Prince Albert – „de Hell“

8. Tag

Nach dem gemeinsamen Frühstück am Pool fragt Ralf, wer denn nun relaxen möchte oder die Strapazen „de Hell“ auf sich nehmen möchte. Wir entschließen uns alle an der Tour in De Hell teilzunehmen, wir nehmen 4 Liter Wasser pro Person mit und Ralf lässt Lunchpakete einpacken und schon geht’s los.

Wir fahren zunächst den Swartbergpass hinauf und biegen zum Gamkaskloof ab. Diese Straße führt parallel zur Bergkette der Swartberge in das entlegene Tal von „die Hell“ hinein.

Bekannt wurde das Tal, weil hier vor mehr als 100 Jahren eine kleine, stolze Gemeinschaft in absoluter Abgeschiedenheit lebte. Man konnte nur zu Fuß oder zu Pferde über die Berge in das Tal gelangen, ein weiterer Zugang war bei Niedrigwasser über den Gamkas-Fluss.
Erst im Jahre 1962 wurde zusammen mit dem Staudamm am Gamkas die Schotter-Straße Richtung Swartbergpass gebaut. Von der Hochebene in das Gamkas-Tal geht es ziemlich steil bergab. Mangels Verdienstmöglichkeiten verließen die Leute nach und nach das Tal. Die bescheidenen Bauernhäuser und die Überreste der Obstgärten kann man heute noch besichtigen.

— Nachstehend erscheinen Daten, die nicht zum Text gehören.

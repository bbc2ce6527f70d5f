use anyhow::{Context, Result};
use deskinstall_core::{PRODUCT_DISPLAY_NAME, PRODUCT_SLUG, STATE_FILE_NAME};
use std::path::{Path, PathBuf};

const VENDOR_CONFIG_DIR: &str = "Mintplex Labs";
const INSTALLER_CONFIG_DIR: &str = "AnythingLLM Installer";
const PAYLOAD_DIR_NAME: &str = "payload";

/// Every filesystem location the workflow reads from or writes to.
#[derive(Debug, Clone, PartialEq, Eq)]
pub struct SetupLayout {
    payload_dir: PathBuf,
    state_file: PathBuf,
    default_install_path: PathBuf,
}

impl SetupLayout {
    pub fn new(
        payload_dir: impl Into<PathBuf>,
        state_file: impl Into<PathBuf>,
        default_install_path: impl Into<PathBuf>,
    ) -> Self {
        Self {
            payload_dir: payload_dir.into(),
            state_file: state_file.into(),
            default_install_path: default_install_path.into(),
        }
    }

    /// Resolves the per-user defaults for the running installer executable.
    pub fn discover() -> Result<Self> {
        let exe = std::env::current_exe().context("failed to resolve installer executable path")?;
        let exe_dir = exe
            .parent()
            .context("installer executable has no parent directory")?;
        Ok(Self::new(
            exe_dir.join(PAYLOAD_DIR_NAME),
            default_state_file_path()?,
            default_install_path(),
        ))
    }

    pub fn with_payload_dir(mut self, payload_dir: impl Into<PathBuf>) -> Self {
        self.payload_dir = payload_dir.into();
        self
    }

    pub fn with_state_file(mut self, state_file: impl Into<PathBuf>) -> Self {
        self.state_file = state_file.into();
        self
    }

    pub fn payload_dir(&self) -> &Path {
        &self.payload_dir
    }

    pub fn state_file(&self) -> &Path {
        &self.state_file
    }

    pub fn default_install_path(&self) -> &Path {
        &self.default_install_path
    }
}

pub fn default_state_file_path() -> Result<PathBuf> {
    let base = dirs::config_dir()
        .or_else(dirs::data_dir)
        .context("no per-user configuration directory is available")?;
    Ok(project_state_file_path(&base))
}

pub(crate) fn project_state_file_path(config_dir: &Path) -> PathBuf {
    config_dir
        .join(VENDOR_CONFIG_DIR)
        .join(INSTALLER_CONFIG_DIR)
        .join(PRODUCT_SLUG)
        .join(STATE_FILE_NAME)
}

pub fn default_install_path() -> PathBuf {
    if cfg!(windows) {
        let base = dirs::data_local_dir()
            .map(|dir| dir.join("Programs"))
            .or_else(|| {
                dirs::home_dir().map(|home| home.join("AppData").join("Local").join("Programs"))
            });
        return base
            .map(|dir| dir.join(PRODUCT_DISPLAY_NAME))
            .unwrap_or_else(|| PathBuf::from(PRODUCT_DISPLAY_NAME));
    }

    if cfg!(target_os = "macos") {
        return PathBuf::from("/Applications").join(PRODUCT_DISPLAY_NAME);
    }

    let base = dirs::data_dir()
        .map(|dir| dir.join("applications"))
        .or_else(|| dirs::home_dir().map(|home| home.join("Applications")));
    base.map(|dir| dir.join(PRODUCT_DISPLAY_NAME))
        .unwrap_or_else(|| PathBuf::from(PRODUCT_DISPLAY_NAME))
}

Die Anfahrt war relativ einfach, ein paar ausgewaschene Stellen und ein paar Steine auf dem Weg und eine kleine Flussdurchfahrt waren zu bewältigen. Doch die Abfahrt hat es schon in sich, es geht extrem steil runter, dazu kommt noch die herrliche Aussicht auf das Tal „de Hell“.
Aber auch das schaffen alle ohne Sturz, recht zu frieden und glücklich treffen wir uns im Tal und Ralf verteilt die gutgefüllten Lunchpakete.
Es ist sehr warm und wir suchen Schatten während der Pause. Wir haben fast 2 Stunden für die Strecke benötigt, die Zeit verging wie im Flug.

Wir machen uns wieder auf den Weg und fahren die Serpentinen wieder hoch, es gibt ja auch keinen anderen Weg. Irgendwie geht der Aufstieg schneller von Statten und wir halten nur noch ab und zu um die Aussicht zu genießen.
Die Paviane laufen schnell weg, als wir ankommen, fotografieren lassen sich die Tiere anscheinend auch ungern, sobald die Kamera in der Hand ist sind sie weg.
Nach dem Aufstieg folgt noch die lange Etappe, langsam geht’s aufwärts und wir sind mehr als rechtzeitig am Swartbergpass. Hatten wir gestern noch Sorge, ob wir die Swartbergabfahrt auch gut schaffen, so fühlte sich die Abfahrt nun spielerisch an.
Der Pool war äußerst erfrischend und das kühle Bier zischte. So lassen wir den Tag am Pool ausklingen und fahren am Abend zum Privatkonzert von Brian Finch.
Wir sind von Brian und Marion zum Essen eingeladen, es gibt leckeren Salat und Nudeln mit „Meatballs“ und dazu Getränke unserer Wahl – Rot- oder Weisswein oder Bier.

Nachdem alle satt waren begann Brian mit der Musik, direkt am Tisch, die neue Martin in der Hand. Exklusiv und nur für uns spielt er neue und alte Stücke. Uns hat es gefallen.

Nach einigen Glas Wein und vielen Songs von Brian fährt Marion uns in Hotel zurück, ein unvergesslicher Abend.